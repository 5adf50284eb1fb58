use axum::{
    body::{Body, Bytes},
    extract::{Path, State},
    http::{header, HeaderMap, StatusCode},
    response::Response,
    Json,
};
use cluster::{ClusterStats, Membership, NodeRegistration};
use replication::{
    ReplicationCoordinator, ReplicationError, ReplicationTask, HEADER_CHECKSUM, HEADER_OBJECT_ID,
    HEADER_REPLICATION_SOURCE,
};
use futures::TryStreamExt;
use serde_json::{json, Value};
use std::collections::HashMap;
use std::io;
use std::sync::Arc;
use storage::{ObjectStore, ReplicaInfo, StorageObject, StoreStats, DEFAULT_CONTENT_TYPE};
use tokio::fs::File;
use tokio::io::{AsyncRead, AsyncReadExt};
use tokio_util::io::StreamReader;

use crate::{ApiError, ApiResult, METADATA_HEADER_PREFIX};

const STREAM_CHUNK: usize = 64 * 1024;

pub struct AppState {
    pub store: Arc<ObjectStore>,
    pub membership: Arc<Membership>,
    pub replication: Arc<ReplicationCoordinator>,
}

impl AppState {
    /// Publishes the new disk usage of this node to the membership table.
    async fn refresh_usage(&self) {
        self.membership.update_self_usage(self.store.used_bytes()).await;
    }

    /// Kicks off replication of a freshly stored object. The local write has
    /// already succeeded, so failures here are logged and not surfaced.
    async fn start_replication(&self, object: &StorageObject) {
        let payload = match self.store.open_payload(object).await {
            Ok(file) => file,
            Err(e) => {
                tracing::warn!("Cannot reopen {} for replication: {}", object.key, e);
                return;
            }
        };

        match self.replication.replicate_object(object, payload).await {
            Ok(handle) => {
                tracing::debug!("Replication started for {}", handle.object_id());
            }
            Err(ReplicationError::NoHealthyTargets) => {
                tracing::warn!("Object {} is stored on this node only", object.key);
            }
            Err(e) => {
                tracing::error!("Failed to start replication for {}: {}", object.key, e);
            }
        }
    }
}

pub async fn list_objects(
    State(state): State<Arc<AppState>>,
) -> Json<HashMap<String, StorageObject>> {
    Json(state.store.list())
}

pub async fn put_object(
    State(state): State<Arc<AppState>>,
    Path(key): Path<String>,
    headers: HeaderMap,
    body: Body,
) -> ApiResult<Json<StorageObject>> {
    validate_key(&key)?;

    let content_type = content_type(&headers);
    let metadata = object_metadata(&headers);

    let object = state
        .store
        .put_with_metadata(&key, body_reader(body), &content_type, metadata)
        .await?;

    state.refresh_usage().await;
    state.start_replication(&object).await;

    Ok(Json(object))
}

pub async fn get_object(
    State(state): State<Arc<AppState>>,
    Path(key): Path<String>,
) -> ApiResult<Response> {
    let (file, object) = state.store.get(&key).await?;

    let mut response = Response::builder()
        .status(StatusCode::OK)
        .header(header::CONTENT_TYPE, &object.content_type)
        .header(header::CONTENT_LENGTH, object.size)
        .header(header::ETAG, format!("\"{}\"", object.checksum))
        .header(HEADER_OBJECT_ID, &object.id);

    for (name, value) in &object.metadata {
        response = response.header(format!("{}{}", METADATA_HEADER_PREFIX, name), value);
    }

    response
        .body(file_body(file))
        .map_err(|e| ApiError::InternalError(format!("Failed to build response: {}", e)))
}

pub async fn delete_object(
    State(state): State<Arc<AppState>>,
    Path(key): Path<String>,
) -> ApiResult<StatusCode> {
    state.store.delete(&key).await?;
    state.refresh_usage().await;
    Ok(StatusCode::NO_CONTENT)
}

pub async fn object_replicas(
    State(state): State<Arc<AppState>>,
    Path(key): Path<String>,
) -> ApiResult<Json<Vec<ReplicaInfo>>> {
    let object = state.store.head(&key)?;
    Ok(Json(state.replication.replica_set(&object)))
}

pub async fn store_stats(State(state): State<Arc<AppState>>) -> Json<StoreStats> {
    Json(state.store.stats())
}

pub async fn health_check() -> Json<Value> {
    Json(json!({ "status": "healthy" }))
}

pub async fn register_node(
    State(state): State<Arc<AppState>>,
    Json(registration): Json<NodeRegistration>,
) -> ApiResult<Json<Value>> {
    if registration.id.trim().is_empty() {
        return Err(ApiError::InvalidRequest("Node id must not be empty".to_string()));
    }
    if registration.address.trim().is_empty() {
        return Err(ApiError::InvalidRequest("Node address must not be empty".to_string()));
    }

    state.membership.register_node(registration).await;
    Ok(Json(json!({ "status": "registered" })))
}

pub async fn cluster_status(State(state): State<Arc<AppState>>) -> Json<ClusterStats> {
    Json(state.membership.cluster_stats().await)
}

/// Accepts a copy pushed by a peer. The payload is only published if it
/// hashes to the sender's checksum, and it is never re-replicated.
pub async fn receive_replica(
    State(state): State<Arc<AppState>>,
    Path(key): Path<String>,
    headers: HeaderMap,
    body: Body,
) -> ApiResult<Json<StorageObject>> {
    validate_key(&key)?;

    let source = header_str(&headers, HEADER_REPLICATION_SOURCE).unwrap_or("unknown");
    let mut metadata = object_metadata(&headers);
    metadata.insert("replicated_from".to_string(), source.to_string());
    if let Some(origin_id) = header_str(&headers, HEADER_OBJECT_ID) {
        metadata.insert("source_object_id".to_string(), origin_id.to_string());
    }

    let content_type = content_type(&headers);
    let payload = body_reader(body);
    let stored = match header_str(&headers, HEADER_CHECKSUM) {
        Some(expected) => {
            state
                .store
                .put_verified(&key, payload, &content_type, metadata, expected)
                .await
        }
        None => {
            state
                .store
                .put_with_metadata(&key, payload, &content_type, metadata)
                .await
        }
    };
    let object = match stored {
        Ok(object) => object,
        Err(e) => {
            tracing::warn!("Rejecting replica of {} from {}: {}", key, source, e);
            return Err(e.into());
        }
    };
    state.refresh_usage().await;

    tracing::info!("Stored replica of {} from {}", key, source);
    Ok(Json(object))
}

pub async fn list_replication_tasks(
    State(state): State<Arc<AppState>>,
) -> Json<Vec<ReplicationTask>> {
    Json(state.replication.get_all_replication_tasks())
}

pub async fn replication_status(
    State(state): State<Arc<AppState>>,
    Path(object_id): Path<String>,
) -> ApiResult<Json<ReplicationTask>> {
    state
        .replication
        .get_replication_status(&object_id)
        .map(Json)
        .ok_or(ApiError::NoSuchTask(object_id))
}

fn validate_key(key: &str) -> ApiResult<()> {
    if key.is_empty() {
        return Err(ApiError::InvalidRequest("Object key must not be empty".to_string()));
    }
    if key.len() > 1024 {
        return Err(ApiError::InvalidRequest("Object key too long".to_string()));
    }
    Ok(())
}

fn header_str<'a>(headers: &'a HeaderMap, name: &str) -> Option<&'a str> {
    headers.get(name).and_then(|value| value.to_str().ok())
}

fn content_type(headers: &HeaderMap) -> String {
    header_str(headers, header::CONTENT_TYPE.as_str())
        .filter(|value| !value.is_empty())
        .unwrap_or(DEFAULT_CONTENT_TYPE)
        .to_string()
}

/// Collects `x-meta-*` headers, keyed without the prefix.
fn object_metadata(headers: &HeaderMap) -> HashMap<String, String> {
    headers
        .iter()
        .filter_map(|(name, value)| {
            let name = name.as_str().strip_prefix(METADATA_HEADER_PREFIX)?;
            let value = value.to_str().ok()?;
            Some((name.to_string(), value.to_string()))
        })
        .collect()
}

/// Adapts a request body into a reader so payloads stream straight to disk.
fn body_reader(body: Body) -> impl AsyncRead + Send + Unpin {
    StreamReader::new(
        body.into_data_stream()
            .map_err(|e| io::Error::new(io::ErrorKind::Other, e)),
    )
}

fn file_body(file: File) -> Body {
    let stream = futures::stream::try_unfold(file, |mut file| async move {
        let mut buffer = vec![0u8; STREAM_CHUNK];
        let read = file.read(&mut buffer).await?;
        if read == 0 {
            return Ok::<_, std::io::Error>(None);
        }
        buffer.truncate(read);
        Ok(Some((Bytes::from(buffer), file)))
    });
    Body::from_stream(stream)
}
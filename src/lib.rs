pub mod config;
pub mod node;
pub mod error;

pub use config::Config;
pub use node::Node;
pub use error::{PeerstoreError, Result};

// Re-export key types from workspace crates
pub use storage;
pub use cluster;
pub use replication;
pub use api;
use serde::{Deserialize, Serialize};
use std::collections::HashMap;
use std::path::{Path, PathBuf};
use tokio::fs::{self, File, OpenOptions};
use tokio::io::AsyncWriteExt;
use tokio::sync::Mutex;

use crate::object::StorageObject;
use crate::{Result, StorageError};

const SNAPSHOT_FILE: &str = "objects.json";
const LOG_FILE: &str = "objects.wal";

/// One line of the metadata log.
#[derive(Debug, Clone, Serialize, Deserialize)]
#[serde(tag = "op", rename_all = "lowercase")]
pub(crate) enum LogRecord {
    Upsert { object: StorageObject },
    Remove { key: String },
}

impl LogRecord {
    fn apply(self, index: &mut HashMap<String, StorageObject>) {
        match self {
            LogRecord::Upsert { object } => {
                index.insert(object.key.clone(), object);
            }
            LogRecord::Remove { key } => {
                index.remove(&key);
            }
        }
    }
}

struct LogWriter {
    file: File,
    records: usize,
}

/// Append-only metadata log on top of a periodically compacted snapshot.
///
/// The index on disk is `objects.json` (a full key -> object map) followed by
/// every record in `objects.wal`. Replaying records is idempotent, so a record
/// that is already reflected in the snapshot does no harm.
pub(crate) struct MetadataLog {
    dir: PathBuf,
    writer: Mutex<LogWriter>,
    sync_writes: bool,
}

impl MetadataLog {
    /// Opens the log in `dir` and returns it with the recovered index.
    pub async fn open<P: AsRef<Path>>(
        dir: P,
        sync_writes: bool,
    ) -> Result<(Self, HashMap<String, StorageObject>)> {
        let dir = dir.as_ref().to_path_buf();
        fs::create_dir_all(&dir).await?;

        let mut index = load_snapshot(&dir.join(SNAPSHOT_FILE)).await?;
        let (records, torn) = replay_log(&dir.join(LOG_FILE), &mut index).await?;

        let file = OpenOptions::new()
            .create(true)
            .append(true)
            .open(dir.join(LOG_FILE))
            .await?;

        tracing::info!(
            "Recovered {} objects from {:?} ({} log records)",
            index.len(),
            dir,
            records
        );

        let log = Self {
            dir,
            writer: Mutex::new(LogWriter { file, records }),
            sync_writes,
        };

        if torn {
            // Later appends would land behind the torn line and never be replayed.
            log.compact(|| index.clone()).await?;
        }

        Ok((log, index))
    }

    /// Appends `record` and returns the number of records since the last
    /// compaction.
    pub async fn append(&self, record: &LogRecord) -> Result<usize> {
        let mut line = serde_json::to_vec(record)?;
        line.push(b'\n');

        let mut writer = self.writer.lock().await;
        writer.file.write_all(&line).await?;
        writer.file.flush().await?;
        if self.sync_writes {
            writer.file.sync_data().await?;
        }
        writer.records += 1;

        Ok(writer.records)
    }

    /// Writes the index returned by `snapshot` as the new snapshot and
    /// truncates the log.
    ///
    /// `snapshot` runs with the writer locked, so no append can slip between
    /// taking the snapshot and truncating the log it supersedes.
    pub async fn compact<F>(&self, snapshot: F) -> Result<()>
    where
        F: FnOnce() -> HashMap<String, StorageObject>,
    {
        let mut writer = self.writer.lock().await;
        let index = snapshot();

        let data = serde_json::to_vec_pretty(&index)?;
        let tmp_path = self.dir.join(format!("{}.tmp", SNAPSHOT_FILE));
        let mut tmp = File::create(&tmp_path).await?;
        tmp.write_all(&data).await?;
        tmp.sync_all().await?;
        drop(tmp);
        fs::rename(&tmp_path, self.dir.join(SNAPSHOT_FILE)).await?;

        let file = OpenOptions::new()
            .create(true)
            .write(true)
            .truncate(true)
            .open(self.dir.join(LOG_FILE))
            .await?;
        writer.file = file;
        writer.records = 0;

        tracing::debug!("Compacted metadata snapshot with {} objects", index.len());
        Ok(())
    }
}

async fn load_snapshot(path: &Path) -> Result<HashMap<String, StorageObject>> {
    match fs::read(path).await {
        Ok(data) => serde_json::from_slice(&data).map_err(|e| {
            StorageError::Corruption(format!("unreadable snapshot {:?}: {}", path, e))
        }),
        Err(e) if e.kind() == std::io::ErrorKind::NotFound => Ok(HashMap::new()),
        Err(e) => Err(StorageError::Io(e)),
    }
}

async fn replay_log(
    path: &Path,
    index: &mut HashMap<String, StorageObject>,
) -> Result<(usize, bool)> {
    let data = match fs::read(path).await {
        Ok(data) => String::from_utf8_lossy(&data).into_owned(),
        Err(e) if e.kind() == std::io::ErrorKind::NotFound => return Ok((0, false)),
        Err(e) => return Err(StorageError::Io(e)),
    };

    let mut applied = 0;
    for (line_no, line) in data.lines().enumerate() {
        if line.trim().is_empty() {
            continue;
        }
        match serde_json::from_str::<LogRecord>(line) {
            Ok(record) => {
                record.apply(index);
                applied += 1;
            }
            Err(e) => {
                // A crash mid-append leaves a torn last line; nothing after it is trusted.
                tracing::warn!("Stopping metadata replay at line {}: {}", line_no + 1, e);
                return Ok((applied, true));
            }
        }
    }

    Ok((applied, false))
}
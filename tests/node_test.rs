use peerstore::{Config, Node, PeerstoreError};
use std::io::Cursor;
use tempfile::TempDir;

fn config(dir: &TempDir) -> Config {
    let mut config = Config::new("node-a".to_string(), "127.0.0.1".parse().unwrap(), 0);
    config.storage_path = dir.path().to_path_buf();
    config.capacity = 1000;
    config
}

#[tokio::test]
async fn test_node_reports_existing_usage_on_startup() {
    let dir = TempDir::new().unwrap();

    {
        let node = Node::new(config(&dir)).await.unwrap();
        node.store()
            .put("seeded", Cursor::new(vec![0u8; 250]), "application/octet-stream")
            .await
            .unwrap();
    }

    let node = Node::new(config(&dir)).await.unwrap();
    let local = node.membership().self_node().await;
    assert_eq!(local.id, "node-a");
    assert_eq!(local.address, "127.0.0.1:0");
    assert_eq!(local.used, 250);
    assert!((local.load - 0.25).abs() < f64::EPSILON);
    assert!(node.replication().get_all_replication_tasks().is_empty());
}

#[tokio::test]
async fn test_node_rejects_invalid_config() {
    let dir = TempDir::new().unwrap();
    let mut config = config(&dir);
    config.peers = vec!["no-port".to_string()];

    assert!(matches!(
        Node::new(config).await,
        Err(PeerstoreError::InvalidConfig(_))
    ));
}
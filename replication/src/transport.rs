use async_trait::async_trait;
use bytes::Bytes;
use cluster::Node;
use reqwest::{header, Client, StatusCode, Url};
use std::time::Duration;

use crate::{ReplicationError, TransferError};

pub const HEADER_OBJECT_ID: &str = "x-object-id";
pub const HEADER_CHECKSUM: &str = "x-checksum";
pub const HEADER_REPLICATION_SOURCE: &str = "x-replication-source";

/// Everything a peer needs to store a copy of an object.
#[derive(Debug, Clone)]
pub struct PushRequest {
    pub object_id: String,
    pub object_key: String,
    pub content_type: String,
    pub checksum: String,
    pub source_node: String,
    pub payload: Bytes,
}

#[async_trait]
pub trait ReplicaTransport: Send + Sync {
    /// Pushes one copy to `target`. `Ok` means the peer acknowledged it.
    async fn push(&self, target: &Node, request: &PushRequest) -> Result<(), TransferError>;
}

/// Pushes payloads with `PUT http://{address}/internal/replicate/{key}`.
/// Only `200 OK` counts as an acknowledgement.
#[derive(Clone)]
pub struct HttpReplicaTransport {
    client: Client,
}

impl HttpReplicaTransport {
    pub fn new(timeout: Duration) -> Result<Self, ReplicationError> {
        let client = Client::builder()
            .timeout(timeout)
            .build()
            .map_err(|e| ReplicationError::Transport(e.to_string()))?;
        Ok(Self { client })
    }

    fn replicate_url(address: &str, key: &str) -> Result<Url, TransferError> {
        let mut url = Url::parse(&format!("http://{}/", address))
            .map_err(|e| TransferError::Connection(format!("invalid address {}: {}", address, e)))?;
        url.path_segments_mut()
            .map_err(|_| TransferError::Connection(format!("invalid address {}", address)))?
            .extend(["internal", "replicate", key]);
        Ok(url)
    }
}

#[async_trait]
impl ReplicaTransport for HttpReplicaTransport {
    async fn push(&self, target: &Node, request: &PushRequest) -> Result<(), TransferError> {
        let url = Self::replicate_url(&target.address, &request.object_key)?;

        let response = self
            .client
            .put(url)
            .header(header::CONTENT_TYPE, &request.content_type)
            .header(HEADER_OBJECT_ID, &request.object_id)
            .header(HEADER_CHECKSUM, &request.checksum)
            .header(HEADER_REPLICATION_SOURCE, &request.source_node)
            .body(request.payload.clone())
            .send()
            .await
            .map_err(|e| {
                if e.is_timeout() {
                    TransferError::Timeout
                } else {
                    TransferError::Connection(e.to_string())
                }
            })?;

        match response.status() {
            StatusCode::OK => Ok(()),
            status => Err(TransferError::Rejected(status.as_u16())),
        }
    }
}

#[cfg(test)]
mod tests {
    use super::*;

    #[test]
    fn test_replicate_url_escapes_key() {
        let url = HttpReplicaTransport::replicate_url("10.0.0.2:8080", "reports/q1 final.csv").unwrap();
        assert_eq!(
            url.as_str(),
            "http://10.0.0.2:8080/internal/replicate/reports%2Fq1%20final.csv"
        );
    }

    #[test]
    fn test_replicate_url_rejects_garbage_address() {
        assert!(HttpReplicaTransport::replicate_url("not a host", "k").is_err());
    }
}
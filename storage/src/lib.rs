mod engine;
mod object;
mod metadata;

pub use engine::{ObjectStore, StoreOptions};
pub use object::{ReplicaInfo, ReplicaStatus, StorageObject, StorageTier};

use serde::{Deserialize, Serialize};
use std::collections::HashMap;

pub const DEFAULT_CONTENT_TYPE: &str = "application/octet-stream";

#[derive(Debug, Clone, Default, Serialize, Deserialize)]
pub struct StoreStats {
    pub total_objects: u64,
    pub total_size_bytes: u64,
    pub tier_distribution: HashMap<StorageTier, u64>,
}

pub type Result<T> = std::result::Result<T, StorageError>;

#[derive(Debug, thiserror::Error)]
pub enum StorageError {
    #[error("IO error: {0}")]
    Io(#[from] std::io::Error),

    #[error("Object not found: {0}")]
    NotFound(String),

    #[error("Checksum mismatch: expected {expected}, got {actual}")]
    ChecksumMismatch { expected: String, actual: String },

    #[error("Corruption detected: {0}")]
    Corruption(String),

    #[error("Serialization error: {0}")]
    Serialization(String),
}

impl From<serde_json::Error> for StorageError {
    fn from(err: serde_json::Error) -> Self {
        StorageError::Serialization(err.to_string())
    }
}
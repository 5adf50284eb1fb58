use axum::{
    extract::DefaultBodyLimit,
    routing::{get, post, put},
    Router,
};
use std::future::Future;
use std::sync::Arc;
use tokio::net::TcpListener;
use tower::ServiceBuilder;
use tower_http::{cors::CorsLayer, trace::TraceLayer};

use crate::handlers::*;
use crate::{ApiError, ApiResult};

pub struct Server {
    config: crate::Config,
    app_state: Arc<AppState>,
}

impl Server {
    pub fn new(config: crate::Config, app_state: Arc<AppState>) -> Self {
        Self { config, app_state }
    }

    /// Serves until `shutdown` resolves.
    pub async fn start<F>(&self, shutdown: F) -> ApiResult<()>
    where
        F: Future<Output = ()> + Send + 'static,
    {
        let app = self.router();

        let addr = self.config.bind_address();
        tracing::info!("Starting API server on {}", addr);

        let listener = TcpListener::bind(&addr)
            .await
            .map_err(|e| ApiError::InternalError(format!("Failed to bind to {}: {}", addr, e)))?;

        axum::serve(listener, app)
            .with_graceful_shutdown(shutdown)
            .await
            .map_err(|e| ApiError::InternalError(format!("Server error: {}", e)))?;

        Ok(())
    }

    pub fn router(&self) -> Router {
        create_router(self.app_state.clone())
    }
}

pub fn create_router(app_state: Arc<AppState>) -> Router {
    Router::new()
        // Object operations
        .route("/objects", get(list_objects))
        .route(
            "/objects/:key",
            put(put_object).get(get_object).delete(delete_object),
        )
        .route("/objects/:key/replicas", get(object_replicas))
        .route("/stats", get(store_stats))
        // Cluster
        .route("/health", get(health_check))
        .route("/cluster/nodes", post(register_node))
        .route("/cluster/status", get(cluster_status))
        // Replication
        .route("/internal/replicate/:key", put(receive_replica))
        .route("/replication", get(list_replication_tasks))
        .route("/replication/:object_id", get(replication_status))
        .fallback(not_found)
        .with_state(app_state)
        // Payloads stream to disk; object size is bounded by capacity, not by the router.
        .layer(DefaultBodyLimit::disable())
        .layer(
            ServiceBuilder::new()
                .layer(TraceLayer::new_for_http())
                .layer(CorsLayer::permissive()),
        )
}

async fn not_found() -> ApiError {
    ApiError::InvalidRequest("Not found".to_string())
}
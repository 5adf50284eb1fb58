mod coordinator;
mod transport;

pub use coordinator::{ReplicationCoordinator, ReplicationHandle};
pub use transport::{
    HttpReplicaTransport, PushRequest, ReplicaTransport, HEADER_CHECKSUM, HEADER_OBJECT_ID,
    HEADER_REPLICATION_SOURCE,
};

use chrono::{DateTime, Utc};
use serde::{Deserialize, Serialize};
use std::time::Duration;
use uuid::Uuid;

/// Tracked record of one replication attempt for an object.
#[derive(Debug, Clone, PartialEq, Serialize, Deserialize)]
pub struct ReplicationTask {
    pub object_id: String,
    pub object_key: String,
    pub source_node: String,
    pub target_nodes: Vec<String>,
    pub status: TaskStatus,
    pub created_at: DateTime<Utc>,
    #[serde(skip_serializing_if = "Option::is_none")]
    pub completed_at: Option<DateTime<Utc>>,
    #[serde(skip_serializing_if = "Option::is_none")]
    pub error: Option<String>,
    pub targets: Vec<TargetOutcome>,
    /// Distinguishes this attempt from a later re-initiation for the same object.
    pub attempt_id: Uuid,
}

#[derive(Debug, Clone, Copy, PartialEq, Eq, Serialize, Deserialize)]
#[serde(rename_all = "snake_case")]
pub enum TaskStatus {
    Pending,
    InProgress,
    Completed,
    Failed,
}

impl TaskStatus {
    pub fn is_terminal(&self) -> bool {
        matches!(self, TaskStatus::Completed | TaskStatus::Failed)
    }
}

#[derive(Debug, Clone, PartialEq, Serialize, Deserialize)]
pub struct TargetOutcome {
    pub node_id: String,
    pub address: String,
    pub status: TransferStatus,
    pub attempts: u32,
    #[serde(skip_serializing_if = "Option::is_none")]
    pub error: Option<String>,
}

#[derive(Debug, Clone, Copy, PartialEq, Eq, Serialize, Deserialize)]
#[serde(rename_all = "lowercase")]
pub enum TransferStatus {
    Pending,
    Succeeded,
    Failed,
}

impl ReplicationTask {
    pub fn successes(&self) -> usize {
        self.targets
            .iter()
            .filter(|target| target.status == TransferStatus::Succeeded)
            .count()
    }
}

#[derive(Debug, Clone)]
pub struct ReplicationConfig {
    /// Number of peer copies requested per object.
    pub replication_factor: usize,
    pub push_timeout: Duration,
    /// Replications allowed to buffer and push at the same time; the rest wait
    /// as `pending`.
    pub max_in_flight: usize,
    /// Attempts per target, including the first.
    pub max_attempts: u32,
}

impl Default for ReplicationConfig {
    fn default() -> Self {
        Self {
            replication_factor: 3,
            push_timeout: Duration::from_secs(30),
            max_in_flight: 16,
            max_attempts: 1,
        }
    }
}

pub type Result<T> = std::result::Result<T, ReplicationError>;

#[derive(Debug, thiserror::Error)]
pub enum ReplicationError {
    #[error("No healthy nodes available for replication")]
    NoHealthyTargets,

    #[error("Failed to buffer payload: {0}")]
    Buffer(#[from] std::io::Error),

    #[error("Replication task aborted: {0}")]
    Aborted(String),

    #[error("Transport setup failed: {0}")]
    Transport(String),
}

/// Failure of a single push to a single peer. Never aborts sibling pushes.
#[derive(Debug, Clone, PartialEq, Eq, thiserror::Error)]
pub enum TransferError {
    #[error("timed out")]
    Timeout,

    #[error("connection error: {0}")]
    Connection(String),

    #[error("rejected with status {0}")]
    Rejected(u16),
}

+===+

Exercise details — Wherever the string "must" appears in the data above, copy the line it sits in.

Written solution —
        return Err(ApiError::InvalidRequest("Node id must not be empty".to_string()));
        return Err(ApiError::InvalidRequest("Node address must not be empty".to_string()));
        return Err(ApiError::InvalidRequest("Object key must not be empty".to_string()));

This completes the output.